Roaring Fork Valley activists hopeful about Senate immigration reform bill |

Roaring Fork Valley activists hopeful about Senate immigration reform bill

John Colson
Glenwood Springs Post Independent

GLENWOOD SPRINGS — Two Roaring Fork Valley immigration activists — one a founder of AJUA (Association of Youths United in Action) and the other an immigration attorney active in immigrant-rights issues — said on Thursday they are hopeful that an immigration-reform bill now before the U.S. Senate can help keep families and communities together.

The Senate bill, sponsored by a bipartisan group of eight senators, passed out of a Senate committee on May 21 and is headed for a full debate on the Senate floor.

But both Alex Alvarado, 20, of Carbondale, and attorney Jennifer Smith said they remain vaguely worried that the Senate version may end up being diluted by hostile amendments or simply ignored in favor of an expected competing version from the U.S. House of Representatives.

House Speaker John Boehner on Thursday announced that the Senate version, if passed, will never make it through the Republican-controlled House.

“Personally, I’m just really excited about how this conversation is actually moving,” said Alvarado, who was instrumental in the creation of the AJUA youth organization in 2010. “Actually, it’s not a conversation any more, it’s an action.”

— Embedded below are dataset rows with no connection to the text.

//! Simulator configuration.
//!
//! This module contains the default limits of the simulated machine and
//! the [`SimConfig`] value that carries them into a [`Simulation`].
//! Values here affect table capacity, memory layout and history length.
//!
//! [`Simulation`]: crate::Simulation

use serde::{Deserialize, Serialize};

use crate::error::{Result, SimError};

/// Maximum number of processes in the process table.
pub const MAX_PROCESSES: usize = 10;

/// Size of the simulated address space in cells (1 cell = 1 MB).
pub const MEMORY_SIZE: usize = 1024;

/// Maximum number of Gantt segments recorded for one run.
pub const HISTORY_CAPACITY: usize = 1024;

/// Runtime configuration of a simulation.
///
/// Every field falls back to its compile-time default when missing from
/// a configuration file.
#[derive(Debug, Clone, Copy, PartialEq, Eq, Serialize, Deserialize)]
#[serde(default, deny_unknown_fields)]
pub struct SimConfig {
    /// Process table capacity.
    pub max_processes: usize,
    /// Address space size in cells.
    pub memory_size: usize,
    /// Execution history capacity in segments.
    pub history_capacity: usize,
}

impl SimConfig {
    /// Parse a configuration from TOML text.
    ///
    /// ```
    /// use ossim_kernel::SimConfig;
    ///
    /// let config = SimConfig::from_toml_str("memory_size = 256").unwrap();
    /// assert_eq!(config.memory_size, 256);
    /// assert_eq!(config.max_processes, ossim_kernel::config::MAX_PROCESSES);
    /// ```
    pub fn from_toml_str(text: &str) -> Result<Self> {
        let config: SimConfig =
            toml::from_str(text).map_err(|e| SimError::InvalidConfig(e.to_string()))?;
        config.validate()?;
        Ok(config)
    }

    /// Reject limits the simulator cannot run with.
    pub fn validate(&self) -> Result<()> {
        if self.max_processes == 0 {
            return Err(SimError::InvalidConfig("max_processes must be non-zero".into()));
        }
        if self.memory_size == 0 {
            return Err(SimError::InvalidConfig("memory_size must be non-zero".into()));
        }
        if self.history_capacity == 0 {
            return Err(SimError::InvalidConfig("history_capacity must be non-zero".into()));
        }
        Ok(())
    }
}

impl Default for SimConfig {
    fn default() -> Self {
        Self {
            max_processes: MAX_PROCESSES,
            memory_size: MEMORY_SIZE,
            history_capacity: HISTORY_CAPACITY,
        }
    }
}

#[cfg(test)]
mod tests {
    use super::*;

    #[test]
    fn test_defaults_match_constants() {
        let config = SimConfig::default();
        assert_eq!(config.max_processes, MAX_PROCESSES);
        assert_eq!(config.memory_size, MEMORY_SIZE);
        assert_eq!(config.history_capacity, HISTORY_CAPACITY);
    }

    #[test]
    fn test_partial_toml() {
        let config = SimConfig::from_toml_str("max_processes = 32\nhistory_capacity = 64\n").unwrap();
        assert_eq!(config.max_processes, 32);
        assert_eq!(config.memory_size, MEMORY_SIZE);
        assert_eq!(config.history_capacity, 64);
    }

    #[test]
    fn test_rejects_zero_memory() {
        let err = SimConfig::from_toml_str("memory_size = 0").unwrap_err();
        assert!(matches!(err, SimError::InvalidConfig(_)));
    }

    #[test]
    fn test_rejects_unknown_key() {
        assert!(SimConfig::from_toml_str("quantum = 3").is_err());
    }
}
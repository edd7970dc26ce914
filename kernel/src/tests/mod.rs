//! Simulator Scenario Tests
//!
//! End-to-end tests driving whole runs through [`crate::Simulation`].

mod process_tests;

use crate::{ProcessId, SimConfig, Simulation, Tick};

/// Build a saved simulation from `(pid, arrival, burst, priority, memory)` rows.
fn simulation_with(memory_size: usize, rows: &[(u32, Tick, Tick, i32, usize)]) -> Simulation {
    let config = SimConfig {
        memory_size,
        ..SimConfig::default()
    };
    let mut sim = Simulation::new(config).unwrap();
    for &(pid, arrival, burst, priority, memory) in rows {
        sim.create_process(ProcessId(pid), arrival, burst, priority, memory)
            .unwrap();
    }
    sim.save_state();
    sim
}
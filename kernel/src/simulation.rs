//! Simulation context.
//!
//! A [`Simulation`] owns every piece of simulated machine state: the
//! process table, main memory, the execution history and the event log.
//! It is the only entry point a front end needs.

use crate::config::SimConfig;
use crate::error::{Result, SimError};
use crate::memory::MemoryMap;
use crate::metrics::RunReport;
use crate::process::{self, Process, ProcessId, ProcessTable, ProcessUpdate, Tick};
use crate::scheduler::{self, Algorithm, Dispatcher, EventLog, ExecutionHistory, SimEvent};

/// One simulated uniprocessor machine.
///
/// ```
/// use ossim_kernel::{ProcessId, Simulation};
///
/// let mut sim = Simulation::default();
/// sim.create_process(ProcessId(1), 0, 8, 2, 200).unwrap();
/// sim.create_process(ProcessId(2), 1, 4, 3, 200).unwrap();
/// sim.save_state();
///
/// let report = sim.run_fcfs().unwrap();
/// assert_eq!(report.summary.total_time, 12);
/// ```
pub struct Simulation {
    config: SimConfig,
    table: ProcessTable,
    memory: MemoryMap,
    history: ExecutionHistory,
    events: EventLog,
}

impl Simulation {
    /// Create an empty machine with the given limits.
    pub fn new(config: SimConfig) -> Result<Self> {
        config.validate()?;
        Ok(Self::with_valid_config(config))
    }

    fn with_valid_config(config: SimConfig) -> Self {
        log::info!(
            "[SIM] Machine created: {} process slots, {} memory cells",
            config.max_processes,
            config.memory_size
        );
        Self {
            config,
            table: ProcessTable::new(config.max_processes),
            memory: MemoryMap::new(config.memory_size),
            history: ExecutionHistory::new(config.history_capacity),
            events: EventLog::new(),
        }
    }

    /// Add a process to the table.
    pub fn create_process(
        &mut self,
        pid: ProcessId,
        arrival_time: Tick,
        burst_time: Tick,
        priority: i32,
        memory_req: usize,
    ) -> Result<ProcessId> {
        self.table.insert(Process::new(
            pid,
            arrival_time,
            burst_time,
            priority,
            memory_req,
        ))
    }

    /// Remove a process from the table.
    pub fn delete_process(&mut self, pid: ProcessId) -> Result<Process> {
        self.memory.free(pid);
        self.table.remove(pid)
    }

    /// Change static attributes of a process.
    pub fn update_process(&mut self, pid: ProcessId, update: ProcessUpdate) -> Result<()> {
        self.table.update(pid, update)
    }

    /// Load the bundled sample workload and save it.
    pub fn load_demo_workload(&mut self) -> Result<()> {
        for process in process::demo_workload() {
            self.table.insert(process)?;
        }
        self.save_state();
        Ok(())
    }

    /// Remember the current table as the state every run starts from.
    pub fn save_state(&mut self) {
        self.table.save_state();
        log::debug!("[SIM] Saved state of {} processes", self.table.len());
    }

    /// Restore the saved table and wipe memory, history and events.
    pub fn reset_processes(&mut self) {
        self.table.restore();
        self.memory.clear();
        self.history.clear();
        self.events.clear();
    }

    pub fn run_fcfs(&mut self) -> Result<RunReport> {
        self.run(Algorithm::Fcfs)
    }

    pub fn run_sjf(&mut self) -> Result<RunReport> {
        self.run(Algorithm::Sjf)
    }

    pub fn run_priority(&mut self) -> Result<RunReport> {
        self.run(Algorithm::Priority)
    }

    pub fn run_round_robin(&mut self, quantum: Tick) -> Result<RunReport> {
        self.run(Algorithm::RoundRobin { quantum })
    }

    /// Run `algorithm` to completion from a fresh reset.
    ///
    /// A zero round-robin quantum is rejected before any state is touched.
    pub fn run(&mut self, algorithm: Algorithm) -> Result<RunReport> {
        if let Algorithm::RoundRobin { quantum: 0 } = algorithm {
            return Err(SimError::InvalidQuantum { quantum: 0 });
        }

        self.reset_processes();

        let totals = {
            let mut dispatcher = Dispatcher::new(
                self.table.processes_mut(),
                &mut self.memory,
                &mut self.history,
                &mut self.events,
            );
            scheduler::run(&mut dispatcher, algorithm)?;
            dispatcher.totals()
        };

        let report = RunReport::new(
            algorithm,
            self.table.processes(),
            self.history.iter().copied().collect(),
            totals,
        );
        log::info!(
            "[SIM] {} done: {} completed, {} failed, avg wait {:.2}, avg turnaround {:.2}, cpu {:.1}%",
            algorithm,
            report.summary.completed,
            report.summary.failed,
            report.summary.avg_waiting,
            report.summary.avg_turnaround,
            report.summary.cpu_utilization
        );
        Ok(report)
    }

    pub fn config(&self) -> &SimConfig {
        &self.config
    }

    pub fn table(&self) -> &ProcessTable {
        &self.table
    }

    /// Processes in table order.
    pub fn processes(&self) -> &[Process] {
        self.table.processes()
    }

    pub fn process(&self, pid: ProcessId) -> Option<&Process> {
        self.table.get(pid)
    }

    pub fn memory(&self) -> &MemoryMap {
        &self.memory
    }

    pub fn history(&self) -> &ExecutionHistory {
        &self.history
    }

    /// Events recorded since the last reset.
    pub fn events(&self) -> &[SimEvent] {
        self.events.as_slice()
    }
}

impl Default for Simulation {
    fn default() -> Self {
        Self::with_valid_config(SimConfig::default())
    }
}
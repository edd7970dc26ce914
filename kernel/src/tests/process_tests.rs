//! Process Management Unit Tests
//!
//! Tests for process creation, editing, and the save/reset contract.

#[cfg(test)]
mod tests {
    use super::super::simulation_with;
    use crate::{
        ProcessId, ProcessState, ProcessUpdate, Resource, SimConfig, SimError, Simulation,
    };

    // ========================================
    // Creation Tests
    // ========================================

    #[test]
    fn test_create_rejects_duplicate_pid() {
        let mut sim = Simulation::default();
        sim.create_process(ProcessId(1), 0, 3, 0, 10).unwrap();

        let err = sim.create_process(ProcessId(1), 5, 1, 0, 10).unwrap_err();
        assert_eq!(err, SimError::DuplicatePid { pid: ProcessId(1) });
        assert_eq!(sim.processes().len(), 1);
        assert_eq!(sim.process(ProcessId(1)).unwrap().arrival_time, 0);
    }

    #[test]
    fn test_create_respects_table_capacity() {
        let config = SimConfig {
            max_processes: 2,
            ..SimConfig::default()
        };
        let mut sim = Simulation::new(config).unwrap();
        sim.create_process(ProcessId(1), 0, 1, 0, 1).unwrap();
        sim.create_process(ProcessId(2), 0, 1, 0, 1).unwrap();

        let err = sim.create_process(ProcessId(3), 0, 1, 0, 1).unwrap_err();
        assert_eq!(
            err,
            SimError::CapacityExceeded {
                resource: Resource::ProcessTable,
                limit: 2
            }
        );
        assert!(!err.is_fatal());
    }

    #[test]
    fn test_default_capacity_is_ten() {
        let mut sim = Simulation::default();
        for pid in 0..10 {
            sim.create_process(ProcessId(pid), 0, 1, 0, 1).unwrap();
        }
        assert!(sim.create_process(ProcessId(10), 0, 1, 0, 1).is_err());
    }

    #[test]
    fn test_default_matches_new_with_default_config() {
        let default = Simulation::default();
        let built = Simulation::new(SimConfig::default()).unwrap();

        assert_eq!(default.config(), built.config());
        assert_eq!(default.table().capacity(), built.table().capacity());
        assert_eq!(default.memory().size(), built.memory().size());
        assert_eq!(default.history().capacity(), built.history().capacity());
    }

    #[test]
    fn test_new_rejects_invalid_config() {
        let config = SimConfig {
            history_capacity: 0,
            ..SimConfig::default()
        };
        assert!(matches!(
            Simulation::new(config),
            Err(SimError::InvalidConfig(_))
        ));
    }

    // ========================================
    // Delete / Update Tests
    // ========================================

    #[test]
    fn test_delete_unknown_pid() {
        let mut sim = Simulation::default();
        assert_eq!(
            sim.delete_process(ProcessId(4)).unwrap_err(),
            SimError::NotFound { pid: ProcessId(4) }
        );
    }

    #[test]
    fn test_deleted_process_stays_deleted_after_run() {
        let mut sim = simulation_with(1024, &[(1, 0, 3, 0, 1), (2, 0, 3, 0, 1)]);
        sim.delete_process(ProcessId(1)).unwrap();

        let report = sim.run_fcfs().unwrap();
        assert_eq!(report.completed.len(), 1);
        assert!(report.metrics_of(ProcessId(1)).is_none());
        assert!(!report.is_failed(ProcessId(1)));
    }

    #[test]
    fn test_created_process_kept_after_save() {
        let mut sim = simulation_with(1024, &[(1, 0, 3, 0, 1)]);
        sim.create_process(ProcessId(2), 0, 2, 0, 1).unwrap();

        let report = sim.run_fcfs().unwrap();
        assert_eq!(report.completed.len(), 2);
    }

    #[test]
    fn test_update_changes_next_run() {
        let mut sim = simulation_with(1024, &[(1, 0, 3, 0, 1), (2, 0, 5, 0, 1)]);
        sim.update_process(
            ProcessId(2),
            ProcessUpdate {
                burst_time: Some(1),
                ..Default::default()
            },
        )
        .unwrap();
        sim.save_state();

        let report = sim.run_sjf().unwrap();
        assert_eq!(report.history[0].pid, ProcessId(2));
        assert_eq!(report.history[0].len(), 1);
    }

    #[test]
    fn test_update_unknown_pid() {
        let mut sim = Simulation::default();
        let err = sim
            .update_process(ProcessId(8), ProcessUpdate::default())
            .unwrap_err();
        assert_eq!(err, SimError::NotFound { pid: ProcessId(8) });
    }

    // ========================================
    // Reset Tests
    // ========================================

    #[test]
    fn test_reset_restores_initial_state() {
        let mut sim = Simulation::default();
        sim.load_demo_workload().unwrap();
        sim.run_round_robin(2).unwrap();
        assert!(!sim.history().is_empty());

        sim.reset_processes();

        assert!(sim.memory().is_empty());
        assert_eq!(sim.memory().free_cells(), sim.memory().size());
        assert!(sim.history().is_empty());
        assert!(sim.events().is_empty());
        for process in sim.processes() {
            assert_eq!(process.state, ProcessState::New);
            assert_eq!(process.remaining_time, process.burst_time);
            assert_eq!(process.waiting_time, 0);
            assert_eq!(process.turnaround_time, 0);
            assert!(!process.allocation_failed);
        }
    }

    #[test]
    fn test_failure_flag_cleared_between_runs() {
        let mut sim = simulation_with(100, &[(1, 0, 3, 0, 150)]);
        let report = sim.run_fcfs().unwrap();
        assert!(report.is_failed(ProcessId(1)));

        sim.update_process(
            ProcessId(1),
            ProcessUpdate {
                memory_req: Some(80),
                ..Default::default()
            },
        )
        .unwrap();
        let report = sim.run_fcfs().unwrap();
        assert!(!report.is_failed(ProcessId(1)));
        assert_eq!(report.summary.completed, 1);
    }

    #[test]
    fn test_demo_workload() {
        let mut sim = Simulation::default();
        sim.load_demo_workload().unwrap();

        let pids: Vec<u32> = sim.processes().iter().map(|p| p.pid.0).collect();
        assert_eq!(pids, vec![1, 2, 3, 4]);
        assert!(sim.table().has_snapshot());

        // Loading twice collides on every pid.
        assert_eq!(
            sim.load_demo_workload().unwrap_err(),
            SimError::DuplicatePid { pid: ProcessId(1) }
        );
    }
}
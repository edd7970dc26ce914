//! Run metrics.
//!
//! Derives per-process timing and aggregate statistics from the final
//! state of the process table after a run.

use serde::Serialize;

use crate::process::{Process, ProcessId, ProcessState, Tick};
use crate::scheduler::{Algorithm, GanttSegment};

/// Clock totals of a finished run.
#[derive(Debug, Clone, Copy, Default, PartialEq, Eq, Serialize)]
pub struct RunTotals {
    /// Final value of the simulated clock.
    pub total_time: Tick,
    /// Ticks during which some process was executing.
    pub busy_time: Tick,
}

/// Timing of a process that ran to completion.
#[derive(Debug, Clone, Copy, PartialEq, Eq, Serialize)]
pub struct ProcessMetrics {
    pub pid: ProcessId,
    pub priority: i32,
    pub arrival_time: Tick,
    pub burst_time: Tick,
    pub completion_time: Tick,
    /// `completion_time - arrival_time`
    pub turnaround_time: Tick,
    /// `turnaround_time - burst_time`
    pub waiting_time: Tick,
}

impl ProcessMetrics {
    /// Metrics of a terminated process, `None` for any other state.
    pub fn from_process(process: &Process) -> Option<Self> {
        if process.state != ProcessState::Terminated {
            return None;
        }
        let turnaround_time = process.completion_time.saturating_sub(process.arrival_time);
        Some(Self {
            pid: process.pid,
            priority: process.priority,
            arrival_time: process.arrival_time,
            burst_time: process.burst_time,
            completion_time: process.completion_time,
            turnaround_time,
            waiting_time: turnaround_time.saturating_sub(process.burst_time),
        })
    }
}

/// A process that did not complete (insufficient memory).
#[derive(Debug, Clone, Copy, PartialEq, Eq, Serialize)]
pub struct FailedProcess {
    pub pid: ProcessId,
    pub priority: i32,
    pub memory_req: usize,
    /// State the process was left in.
    pub state: ProcessState,
}

impl From<&Process> for FailedProcess {
    fn from(process: &Process) -> Self {
        Self {
            pid: process.pid,
            priority: process.priority,
            memory_req: process.memory_req,
            state: process.state,
        }
    }
}

/// Aggregate statistics over the completed processes of a run.
#[derive(Debug, Clone, Copy, PartialEq, Serialize)]
pub struct RunSummary {
    pub completed: usize,
    pub failed: usize,
    pub avg_waiting: f64,
    pub avg_turnaround: f64,
    /// Percentage in `[0, 100]`.
    pub cpu_utilization: f64,
    pub total_time: Tick,
    pub busy_time: Tick,
}

/// Everything a front end needs to present a finished run.
#[derive(Debug, Clone, PartialEq, Serialize)]
pub struct RunReport {
    pub algorithm: Algorithm,
    /// Terminated processes, in table order.
    pub completed: Vec<ProcessMetrics>,
    /// Processes that never completed, in table order.
    pub failed: Vec<FailedProcess>,
    /// Gantt segments in execution order.
    pub history: Vec<GanttSegment>,
    pub summary: RunSummary,
}

impl RunReport {
    /// Build the report of a run from the final process table.
    pub fn new(
        algorithm: Algorithm,
        processes: &[Process],
        history: Vec<GanttSegment>,
        totals: RunTotals,
    ) -> Self {
        let mut completed = Vec::new();
        let mut failed = Vec::new();
        for process in processes {
            match ProcessMetrics::from_process(process) {
                Some(metrics) => completed.push(metrics),
                None => failed.push(FailedProcess::from(process)),
            }
        }

        let summary = summarize(&completed, failed.len(), totals);
        Self {
            algorithm,
            completed,
            failed,
            history,
            summary,
        }
    }

    /// Metrics of `pid`, if it completed.
    pub fn metrics_of(&self, pid: ProcessId) -> Option<&ProcessMetrics> {
        self.completed.iter().find(|m| m.pid == pid)
    }

    pub fn is_failed(&self, pid: ProcessId) -> bool {
        self.failed.iter().any(|f| f.pid == pid)
    }

    /// Gantt segments belonging to `pid`, in execution order.
    pub fn segments_of(&self, pid: ProcessId) -> impl Iterator<Item = &GanttSegment> + '_ {
        self.history.iter().filter(move |s| s.pid == pid)
    }
}

/// Average waiting/turnaround over `completed` plus CPU utilization.
pub fn summarize(completed: &[ProcessMetrics], failed: usize, totals: RunTotals) -> RunSummary {
    let count = completed.len();
    let (avg_waiting, avg_turnaround) = if count == 0 {
        (0.0, 0.0)
    } else {
        let waiting: f64 = completed.iter().map(|m| m.waiting_time as f64).sum();
        let turnaround: f64 = completed.iter().map(|m| m.turnaround_time as f64).sum();
        (waiting / count as f64, turnaround / count as f64)
    };

    RunSummary {
        completed: count,
        failed,
        avg_waiting,
        avg_turnaround,
        cpu_utilization: cpu_utilization(totals.busy_time, totals.total_time),
        total_time: totals.total_time,
        busy_time: totals.busy_time,
    }
}

/// `busy / total * 100`, or 0 when no time elapsed.
pub fn cpu_utilization(busy_time: Tick, total_time: Tick) -> f64 {
    if total_time == 0 {
        return 0.0;
    }
    busy_time as f64 / total_time as f64 * 100.0
}
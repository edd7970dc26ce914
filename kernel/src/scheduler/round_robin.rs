//! Round-robin scheduler policy.
//!
//! Every process is loaded into memory once, before the first pass. The
//! table is then walked repeatedly in insertion order and each ready,
//! arrived process gets at most one quantum per pass.

use super::Dispatcher;
use crate::error::Result;
use crate::process::{ProcessState, Tick};

/// Run round robin with time quantum `quantum` (must be non-zero).
pub(crate) fn run(dispatcher: &mut Dispatcher<'_>, quantum: Tick) -> Result<()> {
    debug_assert!(quantum > 0);
    load_all(dispatcher);

    while has_ready(dispatcher) {
        let mut worked = false;

        for index in 0..dispatcher.len() {
            let process = dispatcher.process(index);
            if process.state != ProcessState::Ready || !process.has_arrived(dispatcher.now()) {
                continue;
            }

            let slice = process.remaining_time.min(quantum);
            worked = true;
            dispatcher.execute(index, slice)?;

            if dispatcher.process(index).remaining_time == 0 {
                dispatcher.terminate(index);
            } else {
                dispatcher.preempt(index);
            }
        }

        if !worked {
            if let Some(next) = next_ready_arrival(dispatcher) {
                dispatcher.idle_until(next);
            }
        }
    }
    Ok(())
}

/// Allocate memory for every process up front, in table order.
///
/// Processes that fit become `Ready` regardless of arrival time; the rest
/// stay `New` and never run.
fn load_all(dispatcher: &mut Dispatcher<'_>) {
    for index in 0..dispatcher.len() {
        if dispatcher.try_allocate(index) {
            dispatcher.transition(index, ProcessState::Ready);
        }
    }
    log::debug!(
        "[SCHED] Round robin loaded, {} cells free",
        dispatcher.memory.free_cells()
    );
}

/// Earliest arrival among the `Ready` processes still waiting to arrive.
fn next_ready_arrival(dispatcher: &Dispatcher<'_>) -> Option<Tick> {
    dispatcher
        .processes
        .iter()
        .filter(|p| p.state == ProcessState::Ready)
        .map(|p| p.arrival_time)
        .min()
}

fn has_ready(dispatcher: &Dispatcher<'_>) -> bool {
    dispatcher
        .processes
        .iter()
        .any(|p| p.state == ProcessState::Ready)
}
//! Non-preemptive selection policies.
//!
//! FCFS, SJF and Priority differ only in how the next process is chosen
//! among those that have arrived. Everything else (allocation check,
//! execution, termination, idling) is shared by [`run`].

use core::cmp::Ordering;

use super::Dispatcher;
use crate::error::Result;
use crate::process::{Process, Tick};

/// How the next process is picked among the arrived candidates.
#[derive(Debug, Clone, Copy, PartialEq, Eq)]
pub enum SelectionPolicy {
    /// Earliest arrival first (FCFS).
    ArrivalOrder,
    /// Smallest burst time first (SJF).
    ShortestBurst,
    /// Largest priority value first.
    HighestPriority,
}

impl SelectionPolicy {
    /// Order two candidates, best first.
    ///
    /// Equal keys compare `Equal`; the stable sort then keeps table order.
    pub fn compare(self, a: &Process, b: &Process) -> Ordering {
        match self {
            SelectionPolicy::ArrivalOrder => a.arrival_time.cmp(&b.arrival_time),
            SelectionPolicy::ShortestBurst => a.burst_time.cmp(&b.burst_time),
            SelectionPolicy::HighestPriority => b.priority.cmp(&a.priority),
        }
    }

    /// Where the clock goes when no candidate is eligible at `now`.
    ///
    /// FCFS jumps straight to the next arrival. SJF and Priority also land
    /// on the next arrival but always move at least one tick.
    pub fn idle_advance(self, now: Tick, next_arrival: Tick) -> Tick {
        match self {
            SelectionPolicy::ArrivalOrder => next_arrival.max(now),
            SelectionPolicy::ShortestBurst | SelectionPolicy::HighestPriority => {
                next_arrival.max(now.saturating_add(1))
            }
        }
    }
}

/// Run a non-preemptive discipline to completion.
///
/// Each round ranks every arrived, still pending process with `policy` and
/// tries them best first. A candidate only wins once its memory has been
/// allocated; candidates that cannot be allocated are out of the run and the
/// next one is tried. The winner runs its whole burst.
pub(crate) fn run(dispatcher: &mut Dispatcher<'_>, policy: SelectionPolicy) -> Result<()> {
    loop {
        dispatcher.admit_arrivals();

        let now = dispatcher.now();
        let mut candidates: Vec<usize> = (0..dispatcher.len())
            .filter(|&i| {
                let process = dispatcher.process(i);
                process.is_pending() && process.has_arrived(now)
            })
            .collect();
        candidates.sort_by(|&a, &b| policy.compare(dispatcher.process(a), dispatcher.process(b)));

        let winner = candidates
            .into_iter()
            .find(|&index| dispatcher.try_allocate(index));

        if let Some(index) = winner {
            let burst = dispatcher.process(index).remaining_time;
            dispatcher.execute(index, burst)?;
            dispatcher.terminate(index);
            continue;
        }

        let next_arrival = dispatcher
            .processes
            .iter()
            .filter(|p| p.is_pending())
            .map(|p| p.arrival_time)
            .min();

        match next_arrival {
            Some(arrival) => {
                let until = policy.idle_advance(now, arrival);
                dispatcher.idle_until(until);
            }
            None => break,
        }
    }
    Ok(())
}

In particular, he said, he is glad to see that the Senate version contains language to create “a pathway to citizenship” for illegal immigrants who have lived for long periods in the U.S. and have raised children here.

“I’m just scared that the House will want to have its own bill and just forget about the Senate bill,” Alvarado said.

He noted that under current immigration law there is no pathway to citizenship, and that families and communities often are separated by deportation policies, including “people that don’t deserve to be deported” such as parents who are undocumented themselves but have raised children who were born here and are bona fide citizens.

“With the system right now, it’s really a quick thing to split up families,” Alvarado lamented.